Dee Dee Bridgewater
Few entertainers have ever commanded such depth of artistry in every medium as Dee Dee Bridgewater. Fewer still have been rewarded with Broadway’s coveted Tony Award (Best Featured Actress in a Musical – The Wiz), nominated for the London theater’s West End equivalent, the Laurence Oliver Award (Best Actress in a Musical – Lady Day), won three Grammy® Awards (2011‘s Best Jazz Vocal Album for “Eleanora Fagan: To Billie with Love from Dee Dee Bridgewater”, 1998’s Best Jazz Vocal Performance and Best Arrangement Accompanying a Vocal for “Cottontail,” and France’s 1998 top honor Victoire de la Musique (Best Jazz Vocal Album).
She has served as a sparkling ambassador for jazz since she made her phenomenal New York debut in 1970 as the lead vocalist for the band led by Thad Jones and Mel Lewis, one of the premier jazz orchestras of the time. These New York years marked an early career in concerts and on recordings with such giants as Sonny Rollins, Dizzy Gillespie and Dexter Gordon.
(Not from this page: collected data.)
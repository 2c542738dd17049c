//! Remote graph cache
//!
//! LRU cache of parsed graphs keyed by URI, shared by every request in the
//! process. Entries expire after a TTL; within the TTL a URI is written once.
//! Thread-safe with parking_lot RwLock. Atomic counters for metrics.

use crate::metrics::METRICS;
use lru::LruCache;
use oxigraph::model::Graph;
use parking_lot::RwLock;
use std::num::NonZeroUsize;
use std::sync::Arc;
use std::sync::atomic::{AtomicU64, Ordering};
use std::time::{Duration, Instant};

struct CachedGraph {
    graph: Arc<Graph>,
    stored_at: Instant,
}

/// Graph cache with LRU eviction and TTL expiry
pub struct GraphCache {
    /// LRU bookkeeping mutates on read, so lookups take the write lock
    entries: RwLock<LruCache<String, CachedGraph>>,
    ttl: Duration,
    hits: AtomicU64,
    misses: AtomicU64,
}

impl GraphCache {
    pub fn new(capacity: usize, ttl: Duration) -> Self {
        let capacity = NonZeroUsize::new(capacity).unwrap_or(NonZeroUsize::MIN);
        Self {
            entries: RwLock::new(LruCache::new(capacity)),
            ttl,
            hits: AtomicU64::new(0),
            misses: AtomicU64::new(0),
        }
    }

    /// Cached graph for `uri`, if present and not expired
    pub fn get(&self, uri: &str) -> Option<Arc<Graph>> {
        let mut entries = self.entries.write();
        let expired = entries
            .peek(uri)
            .is_some_and(|entry| entry.stored_at.elapsed() >= self.ttl);
        if expired {
            entries.pop(uri);
        }
        let fresh = entries.get(uri).map(|entry| entry.graph.clone());
        drop(entries);

        if fresh.is_some() {
            self.hits.fetch_add(1, Ordering::Relaxed);
            METRICS.record_cache_hit();
        } else {
            self.misses.fetch_add(1, Ordering::Relaxed);
            METRICS.record_cache_miss();
        }
        fresh
    }

    /// Stores `graph` unless a fresh entry for `uri` already exists
    pub fn insert(&self, uri: impl Into<String>, graph: Graph) {
        let uri = uri.into();
        let mut entries = self.entries.write();
        if let Some(existing) = entries.peek(&uri) {
            if existing.stored_at.elapsed() < self.ttl {
                return;
            }
        }
        entries.put(
            uri,
            CachedGraph {
                graph: Arc::new(graph),
                stored_at: Instant::now(),
            },
        );
    }

    pub fn contains(&self, uri: &str) -> bool {
        self.entries
            .read()
            .peek(uri)
            .is_some_and(|entry| entry.stored_at.elapsed() < self.ttl)
    }

    pub fn stats(&self) -> CacheStats {
        let entries = self.entries.read();
        CacheStats {
            size: entries.len(),
            capacity: entries.cap().get(),
            hits: self.hits.load(Ordering::Relaxed),
            misses: self.misses.load(Ordering::Relaxed),
        }
    }
}

/// Cache statistics
#[derive(Debug, Clone)]
pub struct CacheStats {
    pub size: usize,
    pub capacity: usize,
    pub hits: u64,
    pub misses: u64,
}

impl CacheStats {
    pub fn hit_rate(&self) -> f64 {
        let total = self.hits + self.misses;
        if total == 0 {
            0.0
        } else {
            self.hits as f64 / total as f64
        }
    }
}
In 1974 she jumped at the chance to act and sing on Broadway where her voice, beauty and stage presence won her great success and a Tony Award for her role as Glinda the Good Witch in The Wiz. Dee Dee captured the hearts of audiences worldwide in The Wiz with her signature song, If You Believe. According to Nick Ashford of Ashford and Simpson, her rendition of her signature song, If You Believe, “personified a generation and gave us all hope.” Performing the lead in equally demanding acting/singing roles as Sophisticated Ladies, Cosmopolitan Greetings, Black Ballad, Carmen Jazz and the musical Cabaret (the first black actress to star as Sally Bowles), she secured her reputation as a consummate entertainer.
Dee Dee was also named Ambassador to the United Nations’ Food and Agriculture Organization (FAO) in 1999 in the battle against world hunger, and became the jazz lover’s ears and eyes on the world of live music when she took over the reigns of NPR’s JazzSet from the illustrious Branford Marsalis.